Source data

◆ ◆ ◆ ◆ ◆ ◆ ◆

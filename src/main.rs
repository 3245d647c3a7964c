mod error;
mod hints;
mod mapping;
mod oracle;
mod output;
mod pipeline;
mod prompt;
mod schema;

use anyhow::{Context as _, Result, bail};
use clap::Parser;
use hints::collect_hints;
use oracle::{CompletionOptions, DEFAULT_BASE_URL, DEFAULT_MODEL, OpenRouterOracle, Oracle};
use output::{OutputFormat, write_reports};
use pipeline::{MappingSettings, SupplierReport, process_all};
use schema::load_target_fields;
use std::io;
use std::path::PathBuf;
use std::sync::Arc;
use std::time::Duration;
use tokio::signal;
use tracing::{info, warn};
use tracing_subscriber::{EnvFilter, fmt};

#[derive(Parser, Debug)]
#[command(author, version, about, long_about = None)]
struct Args {
    /// CSV file listing the target fields (`field_name` and optional `description` columns)
    targets: PathBuf,

    /// Supplier CSV files; their header rows are the supplier fields
    #[arg(required = true)]
    suppliers: Vec<PathBuf>,

    /// Where to write the mapping tables (stdout when omitted)
    #[arg(short, long)]
    output: Option<PathBuf>,

    /// Output format
    #[arg(long, value_enum, default_value_t = OutputFormat::Json)]
    format: OutputFormat,

    /// Business-rule hint passed to the model, may be repeated
    #[arg(long = "hint")]
    hints: Vec<String>,

    /// File with one business-rule hint per line
    #[arg(long)]
    hints_file: Option<PathBuf>,

    /// API key for the completion endpoint
    #[arg(long, env = "OPENROUTER_API_KEY", hide_env_values = true)]
    api_key: Option<String>,

    /// Base URL of an OpenAI-compatible chat completions API
    #[arg(long, default_value = DEFAULT_BASE_URL)]
    base_url: String,

    /// Model identifier
    #[arg(long, default_value = DEFAULT_MODEL)]
    model: String,

    /// Sampling temperature
    #[arg(long, default_value_t = 0.0)]
    temperature: f64,

    /// Maximum number of tokens in the model's answer
    #[arg(long, default_value_t = 4096)]
    max_tokens: u32,

    /// Do not ask the endpoint to force a JSON answer
    #[arg(long)]
    no_json_mode: bool,

    /// Seconds to wait for the model before giving up on a supplier
    #[arg(long, default_value_t = 120)]
    timeout: u64,

    /// Number of suppliers processed at the same time
    #[arg(long, default_value_t = 4)]
    concurrency: usize,

    /// Field delimiter of the supplier files
    #[arg(long, default_value_t = ',', value_parser = parse_delimiter)]
    delimiter: char,
}

fn parse_delimiter(value: &str) -> Result<char, String> {
    let mut chars = value.chars();
    match (chars.next(), chars.next()) {
        (Some(c), None) if c.is_ascii() => Ok(c),
        _ => Err(format!("delimiter must be a single ASCII character, got '{value}'")),
    }
}

fn init_logging() {
    let env = EnvFilter::try_from_default_env()
        .unwrap_or_else(|_| EnvFilter::new("info"));
    fmt::Subscriber::builder()
        .with_env_filter(env)
        .with_writer(io::stderr)
        .init();
}

#[tokio::main]
async fn main() -> Result<()> {
    init_logging();
    let args = Args::parse();

    let target_fields = load_target_fields(&args.targets)
        .context("Failed to load target fields")?;
    info!(count = target_fields.len(), "loaded target fields");

    let hints = collect_hints(args.hints_file.as_deref(), &args.hints)
        .context("Failed to load hints")?;
    if !hints.is_empty() {
        info!(count = hints.len(), "using business-rule hints");
    }

    let api_key = args
        .api_key
        .context("No API key: pass --api-key or set OPENROUTER_API_KEY")?;
    let oracle: Arc<dyn Oracle> =
        Arc::new(OpenRouterOracle::new(api_key, &args.base_url));

    let settings = MappingSettings {
        options: CompletionOptions {
            model: args.model,
            temperature: args.temperature,
            max_output_tokens: args.max_tokens,
            force_json_output: !args.no_json_mode,
        },
        timeout: Duration::from_secs(args.timeout),
        hints,
        delimiter: u8::try_from(args.delimiter)
            .context("Delimiter must be a single-byte character")?,
    };

    let total = args.suppliers.len();
    let outcomes = tokio::select! {
        outcomes = process_all(
            oracle,
            Arc::new(target_fields),
            args.suppliers,
            Arc::new(settings),
            args.concurrency,
        ) => outcomes,
        _ = signal::ctrl_c() => bail!("Interrupted, no mapping tables written"),
    };

    let mut reports: Vec<SupplierReport> = Vec::with_capacity(total);
    let mut failed: Vec<String> = Vec::new();
    for outcome in outcomes {
        match outcome.result {
            Ok(report) => reports.push(report),
            Err(_) => failed.push(outcome.path.display().to_string()),
        }
    }

    if reports.is_empty() {
        bail!("No supplier could be mapped");
    }

    write_reports(args.output.as_deref(), args.format, &reports)
        .context("Failed to write mapping tables")?;
    info!(written = reports.len(), failed = failed.len(), "done");

    if !failed.is_empty() {
        warn!(suppliers = ?failed, "some suppliers were not mapped");
        bail!("{} of {total} suppliers failed", failed.len());
    }

    Ok(())
}

#[cfg(test)]
mod tests {
    use super::*;

    #[test]
    fn test_parse_delimiter() {
        assert_eq!(parse_delimiter(";"), Ok(';'));
        assert_eq!(parse_delimiter("\t"), Ok('\t'));
        assert!(parse_delimiter("").is_err());
        assert!(parse_delimiter(";;").is_err());
        assert!(parse_delimiter("é").is_err());
    }

    #[test]
    fn test_args_defaults() {
        let args = Args::try_parse_from([
            "field-mapper",
            "targets.csv",
            "acme.csv",
            "globex.csv",
        ])
        .unwrap();

        assert_eq!(args.targets, PathBuf::from("targets.csv"));
        assert_eq!(args.suppliers.len(), 2);
        assert_eq!(args.format, OutputFormat::Json);
        assert_eq!(args.delimiter, ',');
        assert_eq!(args.timeout, 120);
        assert_eq!(args.model, DEFAULT_MODEL);
        assert!(args.hints.is_empty());
    }

    #[test]
    fn test_args_repeated_hints() {
        let args = Args::try_parse_from([
            "field-mapper",
            "--hint",
            "is_available is true when isStocked equals YES",
            "--hint",
            "price is in cents",
            "--format",
            "csv",
            "targets.csv",
            "acme.csv",
        ])
        .unwrap();

        assert_eq!(args.hints.len(), 2);
        assert_eq!(args.format, OutputFormat::Csv);
    }

    #[test]
    fn test_args_temperature_is_exact() {
        let args = Args::try_parse_from([
            "field-mapper",
            "--temperature",
            "0.7",
            "targets.csv",
            "acme.csv",
        ])
        .unwrap();

        assert_eq!(args.temperature.to_string(), "0.7");
    }

    #[test]
    fn test_args_require_a_supplier() {
        assert!(Args::try_parse_from(["field-mapper", "targets.csv"]).is_err());
    }
}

◆ ◆ ◆ ◆ ◆ ◆ ◆

What the task requires = Copy, exactly and only, the lines above that begin with the one containing "#[arg(long, value_enum, default_value_t" and finish with the one containing "#[arg(long, default_value = DEFAULT_BASE_URL)]".

Expected answer =
    #[arg(long, value_enum, default_value_t = OutputFormat::Json)]
    format: OutputFormat,

    /// Business-rule hint passed to the model, may be repeated
    #[arg(long = "hint")]
    hints: Vec<String>,

    /// File with one business-rule hint per line
    #[arg(long)]
    hints_file: Option<PathBuf>,

    /// API key for the completion endpoint
    #[arg(long, env = "OPENROUTER_API_KEY", hide_env_values = true)]
    api_key: Option<String>,

    /// Base URL of an OpenAI-compatible chat completions API
    #[arg(long, default_value = DEFAULT_BASE_URL)]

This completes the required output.